AIM OF THE TASK → The entries that follow should be duplicated in full, without a single alteration.
--------
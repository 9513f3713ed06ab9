pub mod compare;
pub mod engine;
pub mod select;

pub use engine::BlockSimilarityEngine;
pub use select::TopKSelector;
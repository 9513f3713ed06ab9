/// This crate is a batch document recommender built on TF-IDF vectors and cosine similarity.
pub mod config;
pub mod document;
pub mod error;
pub mod normalize;
pub mod recommend;
pub mod recommendation;
pub mod similarity;
pub mod utils;
pub mod vectorizer;

/// Recommender
/// The top-level struct of this crate. It runs the whole pipeline over a corpus:
/// - parallel text normalization
/// - document-frequency bounded vocabulary and TF-IDF matrix
/// - block-wise cosine similarity
/// - top-k selection per document under a minimum score
///
/// `fit` stops after vectorizing and returns a `TfIdfModel`, which can be
/// queried several times (top-k for all documents, top-k for one document,
/// threshold union over seed documents) without refitting.
pub use recommend::Recommender;

/// Recommender configuration
/// Every field has a default, so a TOML file may set any subset.
/// `NormalizeOptions` toggles stopword removal, lemmatization and stemming.
pub use config::{NormalizeOptions, RecommenderConfig};

/// Input document
/// `id` is the dense 0-based position of the document in the corpus.
/// Content that could not be read or decoded is carried in `RawText` and
/// degrades to an empty text instead of failing the batch.
pub use document::{Document, RawText};

/// Errors
/// `ConfigurationError` covers everything detected before similarity work
/// starts; `NormalizeError` never escapes the normalizer.
pub use error::{ConfigurationError, Error, NormalizeError, Result};

/// Recommendation output
/// - `Candidate`: a recommended document id and its score
/// - `Recommendation`: ranked candidates of one source document
/// - `Recommendations`: one `Recommendation` per document, indexed by id
///
/// # Serialization
/// Supported.
pub use recommendation::{Candidate, Recommendation, Recommendations};

/// Text normalization
/// `TextNormalizer` lowercases, strips punctuation, drops short tokens and
/// optionally removes stopwords, lemmatizes and stems.
/// `ParallelNormalizer` runs it over a corpus on a fixed number of workers
/// while keeping document order.
pub use normalize::{LanguageResources, ParallelNormalizer, TextNormalizer};

/// TF-IDF model
/// `VectorizerBuilder` fits the vocabulary and builds the L2-normalized
/// sparse document-term matrix; `TfIdfModel` holds both.
///
/// # Serialization
/// Supported, with CBOR helpers.
pub use vectorizer::{TfIdfModel, VectorizerBuilder};

/// TF IDF Calculation Engine Trait
/// Defines how term frequency and inverse document frequency are computed.
/// `DefaultTfIdfEngine` is textbook TF-IDF with smoothed IDF;
/// `SublinearTfIdfEngine` dampens repeated terms with 1 + ln(tf).
pub use vectorizer::tfidf::{DefaultTfIdfEngine, SublinearTfIdfEngine, TfIdfEngine};

/// Similarity
/// `BlockSimilarityEngine` computes all-pairs cosine similarity one row
/// block at a time, so peak memory is bounded by `block_size × n` scores.
/// `TopKSelector` is the per-row selection step, usable on its own.
pub use similarity::{BlockSimilarityEngine, TopKSelector};

/// Cooperative cancellation for long similarity runs
pub use utils::cancel::CancellationToken;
--------
YOUR RESPONSE →
repository 9513f3713ed06ab9
pub mod compare;
pub mod engine;
pub mod select;

pub use engine::BlockSimilarityEngine;
pub use select::TopKSelector;
repository 9513f3713ed06ab9
/// This crate is a batch document recommender built on TF-IDF vectors and cosine similarity.
pub mod config;
pub mod document;
pub mod error;
pub mod normalize;
pub mod recommend;
pub mod recommendation;
pub mod similarity;
pub mod utils;
pub mod vectorizer;

/// Recommender
/// The top-level struct of this crate. It runs the whole pipeline over a corpus:
/// - parallel text normalization
/// - document-frequency bounded vocabulary and TF-IDF matrix
/// - block-wise cosine similarity
/// - top-k selection per document under a minimum score
///
/// `fit` stops after vectorizing and returns a `TfIdfModel`, which can be
/// queried several times (top-k for all documents, top-k for one document,
/// threshold union over seed documents) without refitting.
pub use recommend::Recommender;

/// Recommender configuration
/// Every field has a default, so a TOML file may set any subset.
/// `NormalizeOptions` toggles stopword removal, lemmatization and stemming.
pub use config::{NormalizeOptions, RecommenderConfig};

/// Input document
/// `id` is the dense 0-based position of the document in the corpus.
/// Content that could not be read or decoded is carried in `RawText` and
/// degrades to an empty text instead of failing the batch.
pub use document::{Document, RawText};

/// Errors
/// `ConfigurationError` covers everything detected before similarity work
/// starts; `NormalizeError` never escapes the normalizer.
pub use error::{ConfigurationError, Error, NormalizeError, Result};

/// Recommendation output
/// - `Candidate`: a recommended document id and its score
/// - `Recommendation`: ranked candidates of one source document
/// - `Recommendations`: one `Recommendation` per document, indexed by id
///
/// # Serialization
/// Supported.
pub use recommendation::{Candidate, Recommendation, Recommendations};

/// Text normalization
/// `TextNormalizer` lowercases, strips punctuation, drops short tokens and
/// optionally removes stopwords, lemmatizes and stems.
/// `ParallelNormalizer` runs it over a corpus on a fixed number of workers
/// while keeping document order.
pub use normalize::{LanguageResources, ParallelNormalizer, TextNormalizer};

/// TF-IDF model
/// `VectorizerBuilder` fits the vocabulary and builds the L2-normalized
/// sparse document-term matrix; `TfIdfModel` holds both.
///
/// # Serialization
/// Supported, with CBOR helpers.
pub use vectorizer::{TfIdfModel, VectorizerBuilder};

/// TF IDF Calculation Engine Trait
/// Defines how term frequency and inverse document frequency are computed.
/// `DefaultTfIdfEngine` is textbook TF-IDF with smoothed IDF;
/// `SublinearTfIdfEngine` dampens repeated terms with 1 + ln(tf).
pub use vectorizer::tfidf::{DefaultTfIdfEngine, SublinearTfIdfEngine, TfIdfEngine};

/// Similarity
/// `BlockSimilarityEngine` computes all-pairs cosine similarity one row
/// block at a time, so peak memory is bounded by `block_size × n` scores.
/// `TopKSelector` is the per-row selection step, usable on its own.
pub use similarity::{BlockSimilarityEngine, TopKSelector};

/// Cooperative cancellation for long similarity runs
pub use utils::cancel::CancellationToken;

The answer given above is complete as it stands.